The task:
Could you return every line of the records below that contains the word "tokens"?

····················

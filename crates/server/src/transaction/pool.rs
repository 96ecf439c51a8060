use crate::connection::Connection;
use crate::transaction::{TransactionHandler, TransactionId};
use std::cell::RefCell;
use std::fmt;
use std::rc::Rc;

/// Shared, mutable handle to a transaction.
pub type SharedTransaction<C> = Rc<RefCell<TransactionHandler<C>>>;

/// The live transactions of a server, in insertion order.
///
/// Ids are stored next to the handlers so removal never borrows a handler, which may be the
/// one currently ending itself.
pub struct TransactionPool<C = Connection> {
    transactions: Vec<(TransactionId, SharedTransaction<C>)>,
}

impl<C> TransactionPool<C> {
    pub fn new() -> Self {
        Self { transactions: Vec::new() }
    }

    pub fn insert(&mut self, id: TransactionId, transaction: SharedTransaction<C>) {
        self.transactions.push((id, transaction));
    }

    /// Removes the transaction `id`, `None` when it is not in the pool.
    pub fn remove(&mut self, id: TransactionId) -> Option<SharedTransaction<C>> {
        let index = self.transactions.iter().position(|(candidate, _)| *candidate == id)?;
        Some(self.transactions.remove(index).1)
    }

    pub fn contains(&self, id: TransactionId) -> bool {
        self.transactions.iter().any(|(candidate, _)| *candidate == id)
    }

    pub fn len(&self) -> usize {
        self.transactions.len()
    }

    pub fn is_empty(&self) -> bool {
        self.transactions.is_empty()
    }

    /// The current transactions, safe to iterate while they end themselves.
    pub fn snapshot(&self) -> Vec<SharedTransaction<C>> {
        self.transactions.iter().map(|(_, transaction)| Rc::clone(transaction)).collect()
    }

    pub fn clear(&mut self) {
        self.transactions.clear();
    }
}

impl<C> Default for TransactionPool<C> {
    fn default() -> Self {
        Self::new()
    }
}

impl<C> fmt::Debug for TransactionPool<C> {
    fn fmt(&self, f: &mut fmt::Formatter<'_>) -> fmt::Result {
        let ids: Vec<TransactionId> = self.transactions.iter().map(|(id, _)| *id).collect();
        f.debug_struct("TransactionPool").field("ids", &ids).finish()
    }
}
use crate::protocol::Response;
use bytes::{BufMut, Bytes, BytesMut};
use flate2::Compression;
use flate2::write::{GzEncoder, ZlibEncoder};
use std::io::{self, Write};
use tracing::trace;

/// Highest level understood by flate2
const MAX_LEVEL: u32 = 9;

/// A content coding the server can apply to a response body.
#[derive(Debug, Clone, Copy, PartialEq, Eq)]
pub enum Compressor {
    Gzip { level: u32 },
    Deflate { level: u32 },
}

impl Compressor {
    /// The `Content-Encoding` token.
    pub fn name(&self) -> &'static str {
        match self {
            Self::Gzip { .. } => "gzip",
            Self::Deflate { .. } => "deflate",
        }
    }

    pub fn level(&self) -> u32 {
        match *self {
            Self::Gzip { level } | Self::Deflate { level } => level,
        }
    }

    /// Compresses `data` in one go.
    ///
    /// # Errors
    ///
    /// Returns the encoder's I/O error; writing into memory does not fail in practice.
    pub fn encode(&self, data: &[u8]) -> io::Result<Bytes> {
        let level = Compression::new(self.level().min(MAX_LEVEL));
        let writer = BytesMut::with_capacity(data.len() / 2 + 64).writer();

        let output = match self {
            Self::Gzip { .. } => {
                let mut encoder = GzEncoder::new(writer, level);
                encoder.write_all(data)?;
                encoder.finish()?
            }
            Self::Deflate { .. } => {
                let mut encoder = ZlibEncoder::new(writer, level);
                encoder.write_all(data)?;
                encoder.finish()?
            }
        };

        Ok(output.into_inner().freeze())
    }

    /// Replaces the body of `response` with its compressed form and sets `Content-Encoding`.
    ///
    /// # Errors
    ///
    /// See [`encode`](Compressor::encode). The response is left untouched on error.
    pub fn compress(&self, response: &mut Response) -> io::Result<()> {
        let encoded = self.encode(response.body())?;
        trace!(encoding = self.name(), from = response.body().len(), to = encoded.len(), "compressed body");

        response.set_body(encoded);
        response.headers_mut().set("Content-Encoding", self.name());
        Ok(())
    }
}
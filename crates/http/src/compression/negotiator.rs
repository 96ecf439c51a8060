use crate::compression::Compressor;
use crate::protocol::Request;
use http::header;

/// Which content codings are enabled, and at which level.
#[derive(Debug, Clone, Copy, PartialEq, Eq)]
pub struct CompressionConfig {
    pub gzip_enabled: bool,
    pub gzip_level: u32,
    pub deflate_enabled: bool,
    pub deflate_level: u32,
}

impl Default for CompressionConfig {
    fn default() -> Self {
        Self { gzip_enabled: true, gzip_level: 2, deflate_enabled: true, deflate_level: 2 }
    }
}

/// Picks a [`Compressor`] for a request from its `Accept-Encoding` header.
///
/// Server preference wins: the first configured method the client accepts is chosen,
/// whatever order the client listed its codings in.
#[derive(Debug, Clone, Default, PartialEq, Eq)]
pub struct CompressionNegotiator {
    methods: Vec<Compressor>,
}

impl CompressionNegotiator {
    /// A negotiator with no methods; it never selects anything.
    pub fn new() -> Self {
        Self::default()
    }

    pub fn from_config(config: &CompressionConfig) -> Self {
        let mut negotiator = Self::new();
        negotiator.load(config);
        negotiator
    }

    /// Replaces the method list with the one described by `config`.
    pub fn load(&mut self, config: &CompressionConfig) {
        self.methods.clear();
        if config.gzip_enabled {
            self.methods.push(Compressor::Gzip { level: config.gzip_level });
        }
        if config.deflate_enabled {
            self.methods.push(Compressor::Deflate { level: config.deflate_level });
        }
    }

    pub fn methods(&self) -> &[Compressor] {
        &self.methods
    }

    /// Returns the method to apply to the response for `request`, if any.
    pub fn negotiate(&self, request: &Request) -> Option<Compressor> {
        let accepted = request.headers().get(header::ACCEPT_ENCODING.as_str())?;
        let tokens: Vec<String> = accepted.split(',').filter_map(accepted_coding).collect();

        self.methods.iter().find(|method| tokens.iter().any(|token| token == method.name())).copied()
    }
}

/// Lowercased coding name of one `Accept-Encoding` element, `None` when it is refused with
/// `q=0`.
fn accepted_coding(element: &str) -> Option<String> {
    let mut parts = element.split(';');
    let coding = parts.next()?.trim().to_ascii_lowercase();

    let refused = parts.any(|param| {
        param
            .trim()
            .split_once('=')
            .is_some_and(|(key, value)| key.trim().eq_ignore_ascii_case("q") && is_zero_quality(value.trim()))
    });

    (!coding.is_empty() && !refused).then_some(coding)
}

fn is_zero_quality(value: &str) -> bool {
    value.parse::<f32>().is_ok_and(|q| q <= 0.0)
}
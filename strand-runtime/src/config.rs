//! Runtime Configuration
//!
//! Configuration for the runtime's worker pool, default fiber refs and
//! default runtime flags. It can be set programmatically or loaded from
//! environment variables, then turned into a [`Runtime`](crate::Runtime) with
//! `Runtime::from_config`.
//!
//! # Environment Variables
//!
//! All environment variables use the `STRAND_` prefix:
//!
//! | Variable | Description | Default |
//! |----------|-------------|---------|
//! | `STRAND_NUM_WORKERS` | Number of worker threads | CPU count |
//! | `STRAND_MAX_OPS_BEFORE_YIELD` | Steps a fiber runs before offering to yield | 2048 |
//! | `STRAND_LOG_LEVEL` | Minimum level of `Effect::log` (trace/debug/info/warn/error/off) | info |
//! | `STRAND_INTERRUPTION` | Root fibers start interruptible ("true"/"false") | true |
//! | `STRAND_COOPERATIVE_YIELDING` | Fibers yield once their budget is spent ("true"/"false") | true |
//!
//! # Example
//!
//! ```rust,ignore
//! use strand_runtime::config::RuntimeConfig;
//!
//! // Load from environment with defaults
//! let config = RuntimeConfig::from_env();
//!
//! // Or use the builder pattern
//! let config = RuntimeConfig::builder()
//!     .num_workers(4)
//!     .max_ops_before_yield(512)
//!     .build()?;
//! ```

use std::env;

use crate::fiber::RuntimeFlags;
use crate::fiber_ref::DEFAULT_MAX_OPS_BEFORE_YIELD;
use crate::log::LogLevel;

/// Scheduler configuration.
#[derive(Debug, Clone, PartialEq, Eq)]
pub struct SchedulerConfig {
    /// Number of worker threads.
    /// Default: number of available CPUs.
    pub num_workers: usize,

    /// Reduction steps a fiber runs before offering to yield.
    /// Default: 2048.
    pub max_ops_before_yield: usize,
}

impl Default for SchedulerConfig {
    fn default() -> Self {
        Self {
            num_workers: num_cpus(),
            max_ops_before_yield: DEFAULT_MAX_OPS_BEFORE_YIELD,
        }
    }
}

/// Logging configuration.
#[derive(Debug, Clone, Default, PartialEq, Eq)]
pub struct LogConfig {
    /// Minimum level of `Effect::log` events.
    /// Default: Info.
    pub level: LogLevel,
}

/// Initial runtime flags of root fibers.
#[derive(Debug, Clone, PartialEq, Eq)]
pub struct FlagsConfig {
    /// Root fibers start interruptible.
    /// Default: true.
    pub interruption: bool,

    /// Fibers yield to their scheduler once their step budget is spent.
    /// Default: true.
    pub cooperative_yielding: bool,
}

impl Default for FlagsConfig {
    fn default() -> Self {
        Self {
            interruption: true,
            cooperative_yielding: true,
        }
    }
}

impl FlagsConfig {
    /// The runtime flags these settings describe.
    pub fn to_flags(&self) -> RuntimeFlags {
        RuntimeFlags::NONE
            .set(RuntimeFlags::INTERRUPTION, self.interruption)
            .set(RuntimeFlags::COOPERATIVE_YIELDING, self.cooperative_yielding)
    }
}

/// Complete runtime configuration.
///
/// Use `RuntimeConfig::default()` for sensible defaults, or
/// `RuntimeConfig::from_env()` to load from environment variables.
#[derive(Debug, Clone, Default, PartialEq, Eq)]
pub struct RuntimeConfig {
    /// Scheduler configuration.
    pub scheduler: SchedulerConfig,

    /// Logging configuration.
    pub log: LogConfig,

    /// Runtime flags configuration.
    pub flags: FlagsConfig,
}

impl RuntimeConfig {
    /// Create a new builder for RuntimeConfig.
    pub fn builder() -> RuntimeConfigBuilder {
        RuntimeConfigBuilder::new()
    }

    /// Load configuration from environment variables.
    ///
    /// Variables that are not set use default values. Values that cannot be
    /// parsed are reported with a warning and ignored.
    pub fn from_env() -> Self {
        let mut config = Self::default();

        if let Some(val) = parse_env_usize("STRAND_NUM_WORKERS") {
            if val > 0 {
                config.scheduler.num_workers = val;
            }
        }

        if let Some(val) = parse_env_usize("STRAND_MAX_OPS_BEFORE_YIELD") {
            if val > 0 {
                config.scheduler.max_ops_before_yield = val;
            }
        }

        if let Ok(val) = env::var("STRAND_LOG_LEVEL") {
            match LogLevel::parse(&val) {
                Some(level) => config.log.level = level,
                None => tracing::warn!(var = "STRAND_LOG_LEVEL", value = %val, "ignoring invalid log level"),
            }
        }

        if let Some(val) = parse_env_bool("STRAND_INTERRUPTION") {
            config.flags.interruption = val;
        }

        if let Some(val) = parse_env_bool("STRAND_COOPERATIVE_YIELDING") {
            config.flags.cooperative_yielding = val;
        }

        config
    }

    /// Validate the configuration and return any errors.
    pub fn validate(&self) -> Result<(), ConfigError> {
        if self.scheduler.num_workers == 0 {
            return Err(ConfigError::InvalidValue {
                field: "scheduler.num_workers".into(),
                message: "must be at least 1".into(),
            });
        }

        if self.scheduler.max_ops_before_yield == 0 {
            return Err(ConfigError::InvalidValue {
                field: "scheduler.max_ops_before_yield".into(),
                message: "must be at least 1".into(),
            });
        }

        Ok(())
    }
}

/// Configuration error.
#[derive(Debug, Clone, PartialEq, Eq, thiserror::Error)]
pub enum ConfigError {
    /// Invalid configuration value.
    #[error("invalid configuration for '{field}': {message}")]
    InvalidValue {
        /// Field name.
        field: String,
        /// Error message.
        message: String,
    },
    /// Environment variable parse error.
    #[error("failed to parse environment variable '{var}': {message}")]
    EnvParseError {
        /// Variable name.
        var: String,
        /// Error message.
        message: String,
    },
}

/// Builder for RuntimeConfig.
#[derive(Debug, Clone, Default)]
pub struct RuntimeConfigBuilder {
    config: RuntimeConfig,
}

impl RuntimeConfigBuilder {
    /// Create a new builder with default values.
    pub fn new() -> Self {
        Self::default()
    }

    /// Set the number of worker threads.
    pub fn num_workers(mut self, n: usize) -> Self {
        self.config.scheduler.num_workers = n;
        self
    }

    /// Set the step budget of fibers.
    pub fn max_ops_before_yield(mut self, ops: usize) -> Self {
        self.config.scheduler.max_ops_before_yield = ops;
        self
    }

    /// Set the minimum log level.
    pub fn log_level(mut self, level: LogLevel) -> Self {
        self.config.log.level = level;
        self
    }

    /// Enable or disable interruption of root fibers.
    pub fn interruption(mut self, enabled: bool) -> Self {
        self.config.flags.interruption = enabled;
        self
    }

    /// Enable or disable cooperative yielding.
    pub fn cooperative_yielding(mut self, enabled: bool) -> Self {
        self.config.flags.cooperative_yielding = enabled;
        self
    }

    /// Build the configuration, validating it first.
    pub fn build(self) -> Result<RuntimeConfig, ConfigError> {
        self.config.validate()?;
        Ok(self.config)
    }

    /// Build the configuration without validation.
    ///
    /// Use this only if you're certain the configuration is valid.
    pub fn build_unchecked(self) -> RuntimeConfig {
        self.config
    }
}

/// Parse an environment variable as usize.
fn parse_env_usize(name: &str) -> Option<usize> {
    let raw = env::var(name).ok()?;
    match raw.trim().parse() {
        Ok(val) => Some(val),
        Err(err) => {
            let error = ConfigError::EnvParseError {
                var: name.to_string(),
                message: format!("{}", err),
            };
            tracing::warn!(%error, "ignoring environment variable");
            None
        }
    }
}

/// Parse an environment variable as bool.
fn parse_env_bool(name: &str) -> Option<bool> {
    let raw = env::var(name).ok()?;
    let parsed = parse_bool(&raw);
    if parsed.is_none() {
        let error = ConfigError::EnvParseError {
            var: name.to_string(),
            message: format!("expected a boolean, got {:?}", raw),
        };
        tracing::warn!(%error, "ignoring environment variable");
    }
    parsed
}

fn parse_bool(raw: &str) -> Option<bool> {
    match raw.trim().to_lowercase().as_str() {
        "true" | "1" | "yes" | "on" => Some(true),
        "false" | "0" | "no" | "off" => Some(false),
        _ => None,
    }
}

/// Get the number of available CPUs.
fn num_cpus() -> usize {
    std::thread::available_parallelism()
        .map(|n| n.get())
        .unwrap_or(1)
}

····················

Result of this task:
        let tokens: Vec<String> = accepted.split(',').filter_map(accepted_coding).collect();
        self.methods.iter().find(|method| tokens.iter().any(|token| token == method.name())).copied()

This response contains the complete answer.